Work instruction: Give again the lines of the data from its first line through the line with "#[derive(Debug, Clone, Default)]". Change nothing.

Information:
//! An in-process relational store backing the test suites.
//!
//! Requests are evaluated directly against per-table row vectors. A
//! transaction stages a private copy of the tables until commit. Every
//! connection opened and released is counted in [`MemoryStats`].

use crate::{
    connection::{Connection, Connector, RowStream},
    error::{ConnectorError, DbError},
    sql::base::{
        requests::{CompareOp, Condition, FetchRowsRequest, WriteRequest},
        schema::TableSchema,
    },
};
use async_trait::async_trait;
use futures_util::{StreamExt, stream};
use model::{
    core::value::Value,
    records::row::{Field, Row},
};
use std::{
    cmp::Ordering,
    collections::{BTreeMap, VecDeque},
    sync::{
        Arc, Mutex, MutexGuard,
        atomic::{AtomicBool, Ordering as AtomicOrdering},
    },
};
use tracing::debug;

#[derive(Debug, Clone, Default)]
struct MemoryTable {
    columns: Vec<String>,
    primary_key: Option<String>,
    rows: Vec<Row>,
}

type Tables = BTreeMap<String, MemoryTable>;

/// Counters describing what the store has been asked to do.
#[derive(Debug, Clone, Copy, Default, PartialEq, Eq)]
pub struct MemoryStats {
    pub connections_opened: u64,
    pub connections_closed: u64,
    pub fetches: u64,
    pub writes: u64,
    pub commits: u64,
    pub rollbacks: u64,
}

impl MemoryStats {
    pub fn open_connections(&self) -> u64 {
        self.connections_opened - self.connections_closed
    }
}

#[derive(Default)]
struct MemoryState {
    tables: Tables,
    stats: MemoryStats,
    unreachable: bool,
    connect_failures: VecDeque<String>,
    statement_failures: VecDeque<String>,
}

#[derive(Clone, Default)]
pub struct MemoryDatabase {
    state: Arc<Mutex<MemoryState>>,
}

impl MemoryDatabase {
    pub fn new() -> Self {
        Self::default()
    }

    fn lock(&self) -> MutexGuard<'_, MemoryState> {
        self.state.lock().unwrap_or_else(|poisoned| poisoned.into_inner())
    }

    /// Creates `table` if needed and appends `rows` to it.
    pub fn insert_rows(&self, table: &str, rows: Vec<Row>) {
        let mut state = self.lock();
        let entry = state.tables.entry(table.to_string()).or_default();
        if entry.columns.is_empty() {
            if let Some(first) = rows.first() {
                entry.columns = first.columns().map(String::from).collect();
            }
        }
        entry.rows.extend(rows);
    }

    pub fn create_table(&self, schema: &TableSchema) {
        let mut state = self.lock();
        state
            .tables
            .entry(schema.name.clone())
            .or_insert_with(|| table_from_schema(schema));
    }

    /// Committed rows of `table`, or `None` when it does not exist.
    pub fn rows(&self, table: &str) -> Option<Vec<Row>> {
        self.lock().tables.get(table).map(|t| t.rows.clone())
    }

    pub fn has_table(&self, table: &str) -> bool {
        self.lock().tables.contains_key(table)
    }

    pub fn stats(&self) -> MemoryStats {
        self.lock().stats
    }

    /// While set, every `connect` fails with [`ConnectorError::Unreachable`].
    pub fn set_unreachable(&self, unreachable: bool) {
        self.lock().unreachable = unreachable;
    }

    /// Makes the next `connect` call fail with `message`. Calls queue up.
    pub fn fail_next_connect(&self, message: &str) {
        self.lock().connect_failures.push_back(message.to_string());
    }

    /// Makes the next statement on any connection fail with `message`.
    /// Calls queue up, one failure per statement.
    pub fn fail_next_statement(&self, message: &str) {
        self.lock().statement_failures.push_back(message.to_string());
    }

    fn take_statement_failure(&self) -> Result<(), DbError> {
        match self.lock().statement_failures.pop_front() {
            Some(message) => Err(DbError::Query(message)),
            None => Ok(()),
        }
    }

    fn record_closed(&self) {
        self.lock().stats.connections_closed += 1;
    }
}

fn table_from_schema(schema: &TableSchema) -> MemoryTable {
    MemoryTable {
        columns: schema.columns.iter().map(|c| c.name.clone()).collect(),
        primary_key: schema.primary_key().map(|c| c.name.clone()),
        rows: Vec::new(),
    }
}

#[async_trait]
impl Connector for MemoryDatabase {
    async fn connect(&self) -> Result<Box<dyn Connection>, ConnectorError> {
        let mut state = self.lock();
        if state.unreachable {
            return Err(ConnectorError::Unreachable(
                "connection refused".to_string(),
            ));
        }
        if let Some(message) = state.connect_failures.pop_front() {
            return Err(ConnectorError::Unreachable(message));
        }
        state.stats.connections_opened += 1;
        drop(state);

        debug!("Opened in-memory connection");
        Ok(Box::new(MemoryConnection {
            db: self.clone(),
            staged: None,
            released: AtomicBool::new(false),
        }))
    }

    fn name(&self) -> &str {
        "memory"
    }
}

pub struct MemoryConnection {
    db: MemoryDatabase,
    /// Private copy of the tables while a transaction is open.
    staged: Option<Tables>,
    released: AtomicBool,
}

impl MemoryConnection {
    fn with_tables<R>(&mut self, f: impl FnOnce(&mut Tables) -> R) -> R {
        match self.staged.as_mut() {
            Some(staged) => f(staged),
            None => f(&mut self.db.lock().tables),
        }
    }

    fn select(&mut self, request: &FetchRowsRequest) -> Result<Vec<Row>, DbError> {
        self.db.take_statement_failure()?;
        self.db.lock().stats.fetches += 1;
        self.with_tables(|tables| evaluate(tables, request))
    }

    fn release(&self) {
        if !self.released.swap(true, AtomicOrdering::SeqCst) {
            self.db.record_closed();
            debug!("Released in-memory connection");
        }
    }
}

impl Drop for MemoryConnection {
    fn drop(&mut self) {
        self.release();
    }
}

fn lookup<'a>(tables: &'a Tables, name: &str) -> Result<&'a MemoryTable, DbError> {
    tables
        .get(name)
        .ok_or_else(|| DbError::Query(format!("no such table: {name}")))
}

fn lookup_mut<'a>(tables: &'a mut Tables, name: &str) -> Result<&'a mut MemoryTable, DbError> {
    tables
        .get_mut(name)
        .ok_or_else(|| DbError::Query(format!("no such table: {name}")))
}

fn column_value<'a>(row: &'a Row, column: &str) -> Result<&'a Value, DbError> {
    row.get(column)
        .ok_or_else(|| DbError::Query(format!("no such column: {column}")))
}

fn row_matches(row: &Row, conditions: &[Condition]) -> Result<bool, DbError> {
    for cond in conditions {
        let value = column_value(row, &cond.column)?;
        // SQL semantics: any comparison involving NULL is not true.
        let Some(ordering) = value.compare(&cond.value) else {
            return Ok(false);
        };
        let holds = match cond.op {
            CompareOp::Eq => ordering == Ordering::Equal,
            CompareOp::NotEq => ordering != Ordering::Equal,
            CompareOp::Gt => ordering == Ordering::Greater,
            CompareOp::GtEq => ordering != Ordering::Less,
            CompareOp::Lt => ordering == Ordering::Less,
            CompareOp::LtEq => ordering != Ordering::Greater,
        };
        if !holds {
            return Ok(false);
        }
    }
    Ok(true)
}

fn filtered(table: &MemoryTable, conditions: &[Condition]) -> Result<Vec<Row>, DbError> {
    let mut rows = Vec::new();
    for row in &table.rows {
        if row_matches(row, conditions)? {
            rows.push(row.clone());
        }
    }
    Ok(rows)
}

fn evaluate(tables: &Tables, request: &FetchRowsRequest) -> Result<Vec<Row>, DbError> {
    let table = lookup(tables, &request.table)?;
    let mut rows = filtered(table, &request.conditions)?;

    if let Some(order_by) = &request.order_by {
        if let Some(first) = rows.first() {
            column_value(first, order_by)?;
        }
        // NULLs sort first, as in MySQL.
        rows.sort_by(|a, b| match (a.get(order_by), b.get(order_by)) {
            (Some(a), Some(b)) => match (a.is_null(), b.is_null()) {
                (true, true) => Ordering::Equal,
                (true, false) => Ordering::Less,
                (false, true) => Ordering::Greater,
                (false, false) => a.compare(b).unwrap_or(Ordering::Equal),
            },
            _ => Ordering::Equal,
        });
    }

    let offset = request.offset.unwrap_or(0);
    let limit = request.limit.unwrap_or(usize::MAX);
    let rows = rows.into_iter().skip(offset).take(limit);

    if request.columns.is_empty() {
        return Ok(rows.collect());
    }

    rows.map(|row| {
        for column in &request.columns {
            column_value(&row, column)?;
        }
        Ok(row.project(&request.columns))
    })
    .collect()
}

fn apply_write(tables: &mut Tables, request: &WriteRequest) -> Result<u64, DbError> {
    match request {
        WriteRequest::Insert { table, values } => {
            let target = lookup_mut(tables, table)?;

            if let Some(pk) = &target.primary_key {
                let key = values
                    .iter()
                    .find(|(column, _)| column.eq_ignore_ascii_case(pk))
                    .map(|(_, value)| value);
                if let Some(key) = key {
                    let duplicate = target.rows.iter().any(|row| {
                        row.get(pk)
                            .and_then(|existing| existing.compare(key))
                            .is_some_and(|ordering| ordering == Ordering::Equal)
                    });
                    if duplicate {
                        return Err(DbError::Query(format!(
                            "duplicate key value violates unique constraint on {table}.{pk}"
                        )));
                    }
                }
            }

            let fields = if target.columns.is_empty() {
                values
                    .iter()
                    .map(|(column, value)| Field::new(column, value.clone()))
                    .collect()
            } else {
                for (column, _) in values {
                    if !target.columns.iter().any(|c| c.eq_ignore_ascii_case(column)) {
                        return Err(DbError::Query(format!("no such column: {column}")));
                    }
                }
                target
                    .columns
                    .iter()
                    .map(|column| {
                        let value = values
                            .iter()
                            .find(|(c, _)| c.eq_ignore_ascii_case(column))
                            .map(|(_, v)| v.clone())
                            .unwrap_or(Value::Null);
                        Field::new(column, value)
                    })
                    .collect()
            };

            target.rows.push(Row::new(table, fields));
            Ok(1)
        }
        WriteRequest::Update {
            table,
            set,
            conditions,
        } => {
            let target = lookup_mut(tables, table)?;
            let mut affected = 0;
            for row in target.rows.iter_mut() {
                if !row_matches(row, conditions)? {
                    continue;
                }
                let fields = row
                    .fields()
                    .iter()
                    .map(|field| {
                        let value = set
                            .iter()
                            .find(|(c, _)| c.eq_ignore_ascii_case(&field.name))
                            .map(|(_, v)| v.clone())
                            .unwrap_or_else(|| field.value.clone());
                        Field::new(&field.name, value)
                    })
                    .collect();
                *row = Row::new(table, fields);
                affected += 1;
            }
            Ok(affected)
        }
        WriteRequest::Delete { table, conditions } => {
            let target = lookup_mut(tables, table)?;
            let before = target.rows.len();
            let mut kept = Vec::with_capacity(before);
            for row in target.rows.drain(..) {
                if !row_matches(&row, conditions)? {
                    kept.push(row);
                }
            }
            target.rows = kept;
            Ok((before - target.rows.len()) as u64)
        }
    }
}

#[async_trait]
impl Connection for MemoryConnection {
    async fn fetch(&mut self, request: &FetchRowsRequest) -> Result<Vec<Row>, DbError> {
        self.select(request)
    }

    async fn count(&mut self, request: &FetchRowsRequest) -> Result<u64, DbError> {
        self.db.take_statement_failure()?;
        self.with_tables(|tables| {
            let table = lookup(tables, &request.table)?;
            Ok(filtered(table, &request.conditions)?.len() as u64)
        })
    }

    async fn query_raw(&mut self, _sql: &str) -> Result<Vec<Row>, DbError> {
        Err(DbError::Query(
            "raw SQL is not supported by the in-memory store".to_string(),
        ))
    }

    async fn write(&mut self, request: &WriteRequest) -> Result<u64, DbError> {
        self.db.take_statement_failure()?;
        self.db.lock().stats.writes += 1;
        self.with_tables(|tables| apply_write(tables, request))
    }

    async fn create_table(&mut self, schema: &TableSchema) -> Result<(), DbError> {
        self.db.take_statement_failure()?;
        self.with_tables(|tables| {
            tables
                .entry(schema.name.clone())
                .or_insert_with(|| table_from_schema(schema));
        });
        Ok(())
    }

    async fn begin(&mut self) -> Result<(), DbError> {
        if self.staged.is_some() {
            return Err(DbError::TransactionState(
                "transaction already active".to_string(),
            ));
        }
        self.db.take_statement_failure()?;
        self.staged = Some(self.db.lock().tables.clone());
        Ok(())
    }

    async fn commit(&mut self) -> Result<(), DbError> {
        let Some(staged) = self.staged.take() else {
            return Err(DbError::TransactionState("no active transaction".to_string()));
        };
        self.db.take_statement_failure()?;
        let mut state = self.db.lock();
        state.tables = staged;
        state.stats.commits += 1;
        Ok(())
    }

    async fn rollback(&mut self) -> Result<(), DbError> {
        if self.staged.take().is_none() {
            return Err(DbError::TransactionState("no active transaction".to_string()));
        }
        self.db.lock().stats.rollbacks += 1;
        Ok(())
    }

    fn into_row_stream(mut self: Box<Self>, request: FetchRowsRequest) -> RowStream {
        match self.select(&request) {
            // The connection rides along in the stream state and is dropped
            // with it, after the last row or when the consumer stops.
            Ok(rows) => stream::unfold((self, rows.into_iter()), |(conn, mut rows)| async move {
                rows.next().map(|row| (Ok(row), (conn, rows)))
            })
            .boxed(),
            Err(err) => stream::once(async move { Err(err) }).boxed(),
        }
    }

    async fn close(self: Box<Self>) -> Result<(), DbError> {
        self.release();
        Ok(())
    }
}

Result for this exercise:
//! An in-process relational store backing the test suites.
//!
//! Requests are evaluated directly against per-table row vectors. A
//! transaction stages a private copy of the tables until commit. Every
//! connection opened and released is counted in [`MemoryStats`].

use crate::{
    connection::{Connection, Connector, RowStream},
    error::{ConnectorError, DbError},
    sql::base::{
        requests::{CompareOp, Condition, FetchRowsRequest, WriteRequest},
        schema::TableSchema,
    },
};
use async_trait::async_trait;
use futures_util::{StreamExt, stream};
use model::{
    core::value::Value,
    records::row::{Field, Row},
};
use std::{
    cmp::Ordering,
    collections::{BTreeMap, VecDeque},
    sync::{
        Arc, Mutex, MutexGuard,
        atomic::{AtomicBool, Ordering as AtomicOrdering},
    },
};
use tracing::debug;

#[derive(Debug, Clone, Default)]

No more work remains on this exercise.